--- THE DATA Enclosed Below ---

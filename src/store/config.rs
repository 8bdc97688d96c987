//! StoreConfig `spec` types.
//!
//! The StoreConfig custom resource is owned by the surrounding controller; this
//! crate only decodes its `spec` into these types.

use std::fmt;
use std::str::FromStr;
use std::time::Duration;

use serde::{Deserialize, Serialize};

/// Backend type tag of a StoreConfig.
///
/// Unknown tags are preserved as [`StoreType::Other`] so caller-registered
/// builders can dispatch on plugin-defined types.
#[derive(Debug, Clone, Default, PartialEq, Eq, Hash, Serialize, Deserialize)]
#[serde(from = "String", into = "String")]
pub enum StoreType {
    #[default]
    Kubernetes,
    Vault,
    External,
    Other(String),
}

impl StoreType {
    pub fn as_str(&self) -> &str {
        match self {
            Self::Kubernetes => "Kubernetes",
            Self::Vault => "Vault",
            Self::External => "External",
            Self::Other(tag) => tag,
        }
    }
}

impl FromStr for StoreType {
    type Err = std::convert::Infallible;

    fn from_str(s: &str) -> std::result::Result<Self, Self::Err> {
        Ok(match s {
            "Kubernetes" => Self::Kubernetes,
            "Vault" => Self::Vault,
            "External" | "Plugin" => Self::External,
            other => Self::Other(other.to_string()),
        })
    }
}

impl From<String> for StoreType {
    fn from(value: String) -> Self {
        match value.parse() {
            Ok(t) => t,
            Err(never) => match never {},
        }
    }
}

impl From<StoreType> for String {
    fn from(value: StoreType) -> Self {
        value.as_str().to_string()
    }
}

impl fmt::Display for StoreType {
    fn fmt(&self, f: &mut fmt::Formatter<'_>) -> fmt::Result {
        f.write_str(self.as_str())
    }
}

/// Decoded `spec` of a StoreConfig object.
#[derive(Debug, Clone, Default, PartialEq, Serialize, Deserialize)]
#[serde(rename_all = "camelCase")]
pub struct StoreConfigSpec {
    #[serde(rename = "type", default)]
    pub store_type: StoreType,

    /// Scope used when a secret names none (namespace, Vault parent path, ...).
    #[serde(default)]
    pub default_scope: String,

    #[serde(default)]
    pub kubernetes: Option<KubernetesStoreConfig>,

    #[serde(default)]
    pub vault: Option<VaultStoreConfig>,

    #[serde(default, alias = "external")]
    pub plugin: Option<ExternalStoreConfig>,
}

/// Where to read a credential from.
#[derive(Debug, Clone, Default, PartialEq, Eq, Serialize, Deserialize)]
#[serde(tag = "source")]
pub enum CredentialsSource {
    #[default]
    None,
    Secret {
        #[serde(rename = "secretRef")]
        secret_ref: SecretKeySelector,
    },
    Environment {
        env: EnvSelector,
    },
    Filesystem {
        fs: FsSelector,
    },
}

#[derive(Debug, Clone, PartialEq, Eq, Serialize, Deserialize)]
pub struct SecretKeySelector {
    pub name: String,
    pub namespace: String,
    pub key: String,
}

#[derive(Debug, Clone, PartialEq, Eq, Serialize, Deserialize)]
pub struct EnvSelector {
    pub name: String,
}

#[derive(Debug, Clone, PartialEq, Eq, Serialize, Deserialize)]
pub struct FsSelector {
    pub path: String,
}

/// Kubernetes backend configuration. No auth means the local API server.
#[derive(Debug, Clone, Default, PartialEq, Eq, Serialize, Deserialize)]
pub struct KubernetesStoreConfig {
    #[serde(default)]
    pub auth: Option<KubernetesAuthConfig>,
}

#[derive(Debug, Clone, Default, PartialEq, Eq, Serialize, Deserialize)]
pub struct KubernetesAuthConfig {
    /// Source of a kubeconfig for the remote cluster.
    #[serde(default)]
    pub kubeconfig: CredentialsSource,
}

/// KV secrets engine version.
#[derive(Debug, Clone, Copy, Default, PartialEq, Eq, Serialize, Deserialize)]
#[serde(rename_all = "lowercase")]
pub enum KvVersion {
    V1,
    #[default]
    V2,
}

#[derive(Debug, Clone, Copy, Default, PartialEq, Eq, Serialize, Deserialize)]
pub enum VaultAuthMethod {
    #[default]
    Token,
}

#[derive(Debug, Clone, Default, PartialEq, Eq, Serialize, Deserialize)]
pub struct VaultAuthConfig {
    #[serde(default)]
    pub method: VaultAuthMethod,
    #[serde(default)]
    pub token: CredentialsSource,
}

/// Vault KV backend configuration.
#[derive(Debug, Clone, PartialEq, Eq, Serialize, Deserialize)]
#[serde(rename_all = "camelCase")]
pub struct VaultStoreConfig {
    /// Vault server address (e.g., "https://vault.example.com:8200")
    pub server: String,

    /// KV engine mount path (default: "secret")
    #[serde(default = "default_mount_path")]
    pub mount_path: String,

    #[serde(default)]
    pub version: KvVersion,

    /// Vault namespace (for Enterprise multi-tenancy)
    #[serde(default)]
    pub namespace: Option<String>,

    /// PEM CA bundle used to verify the server.
    #[serde(default)]
    pub ca_bundle: Option<CredentialsSource>,

    #[serde(default)]
    pub auth: VaultAuthConfig,

    #[serde(default)]
    pub timeout_seconds: Option<u64>,
}

fn default_mount_path() -> String {
    "secret".to_string()
}

impl VaultStoreConfig {
    pub fn timeout(&self) -> Option<Duration> {
        self.timeout_seconds.map(Duration::from_secs)
    }
}

/// Identifies the StoreConfig that authorized a plugin connection.
#[derive(Debug, Clone, Default, PartialEq, Eq, Serialize, Deserialize)]
#[serde(rename_all = "camelCase")]
pub struct ConfigReference {
    pub api_version: String,
    pub kind: String,
    pub name: String,
}

/// External plugin backend configuration.
#[derive(Debug, Clone, PartialEq, Eq, Serialize, Deserialize)]
#[serde(rename_all = "camelCase")]
pub struct ExternalStoreConfig {
    /// gRPC endpoint of the plugin (e.g., "https://ess-plugin-vault:4040")
    pub endpoint: String,

    pub config_ref: ConfigReference,

    #[serde(default)]
    pub timeout_seconds: Option<u64>,
}

impl ExternalStoreConfig {
    pub fn timeout(&self) -> Option<Duration> {
        self.timeout_seconds.map(Duration::from_secs)
    }
}

#[cfg(test)]
mod tests {
    use super::*;

    #[test]
    fn test_store_type_parse() {
        assert_eq!("Vault".parse::<StoreType>().unwrap(), StoreType::Vault);
        assert_eq!("Plugin".parse::<StoreType>().unwrap(), StoreType::External);
        assert_eq!(
            "AwsSecretsManager".parse::<StoreType>().unwrap(),
            StoreType::Other("AwsSecretsManager".into())
        );
        assert_eq!(StoreType::Kubernetes.to_string(), "Kubernetes");
    }

    #[test]
    fn test_spec_defaults_to_kubernetes() {
        let spec: StoreConfigSpec =
            serde_json::from_value(serde_json::json!({"defaultScope": "connections"}))
                .unwrap();
        assert_eq!(spec.store_type, StoreType::Kubernetes);
        assert_eq!(spec.default_scope, "connections");
    }

    #[test]
    fn test_vault_spec_from_yaml() {
        let yaml = r#"
type: Vault
defaultScope: connections
vault:
  server: http://vault.vault-system:8200
  mountPath: secret/
  version: v1
  auth:
    method: Token
    token:
      source: Filesystem
      fs:
        path: /vault/secrets/token
"#;
        let spec: StoreConfigSpec = serde_yaml::from_str(yaml).unwrap();
        let vault = spec.vault.unwrap();
        assert_eq!(spec.store_type, StoreType::Vault);
        assert_eq!(vault.version, KvVersion::V1);
        assert_eq!(vault.mount_path, "secret/");
        assert_eq!(
            vault.auth.token,
            CredentialsSource::Filesystem { fs: FsSelector { path: "/vault/secrets/token".into() } }
        );
    }

    #[test]
    fn test_kubernetes_secret_source() {
        let spec: StoreConfigSpec = serde_json::from_value(serde_json::json!({
            "type": "Kubernetes",
            "kubernetes": {"auth": {"kubeconfig": {
                "source": "Secret",
                "secretRef": {"name": "remote", "namespace": "ops", "key": "kubeconfig"}
            }}}
        }))
        .unwrap();
        let auth = spec.kubernetes.unwrap().auth.unwrap();
        assert!(matches!(auth.kubeconfig, CredentialsSource::Secret { .. }));
    }

    #[test]
    fn test_plugin_alias() {
        let spec: StoreConfigSpec = serde_json::from_value(serde_json::json!({
            "type": "External",
            "external": {
                "endpoint": "https://ess:4040",
                "configRef": {"apiVersion": "v1", "kind": "VaultConfig", "name": "vault"}
            }
        }))
        .unwrap();
        assert_eq!(spec.plugin.unwrap().config_ref.kind, "VaultConfig");
    }
}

--- End of Enclosed THE DATA ---

# PROBLEM
Lines from the beginning of the data above through the line containing "impl From<StoreType> for" are to be returned exactly, and no others.

# FINAL ANSWER
filename src/store/config.rs
repository 8bdc97688d96c987
//! StoreConfig `spec` types.
//!
//! The StoreConfig custom resource is owned by the surrounding controller; this
//! crate only decodes its `spec` into these types.

use std::fmt;
use std::str::FromStr;
use std::time::Duration;

use serde::{Deserialize, Serialize};

/// Backend type tag of a StoreConfig.
///
/// Unknown tags are preserved as [`StoreType::Other`] so caller-registered
/// builders can dispatch on plugin-defined types.
#[derive(Debug, Clone, Default, PartialEq, Eq, Hash, Serialize, Deserialize)]
#[serde(from = "String", into = "String")]
pub enum StoreType {
    #[default]
    Kubernetes,
    Vault,
    External,
    Other(String),
}

impl StoreType {
    pub fn as_str(&self) -> &str {
        match self {
            Self::Kubernetes => "Kubernetes",
            Self::Vault => "Vault",
            Self::External => "External",
            Self::Other(tag) => tag,
        }
    }
}

impl FromStr for StoreType {
    type Err = std::convert::Infallible;

    fn from_str(s: &str) -> std::result::Result<Self, Self::Err> {
        Ok(match s {
            "Kubernetes" => Self::Kubernetes,
            "Vault" => Self::Vault,
            "External" | "Plugin" => Self::External,
            other => Self::Other(other.to_string()),
        })
    }
}

impl From<String> for StoreType {
    fn from(value: String) -> Self {
        match value.parse() {
            Ok(t) => t,
            Err(never) => match never {},
        }
    }
}

impl From<StoreType> for String {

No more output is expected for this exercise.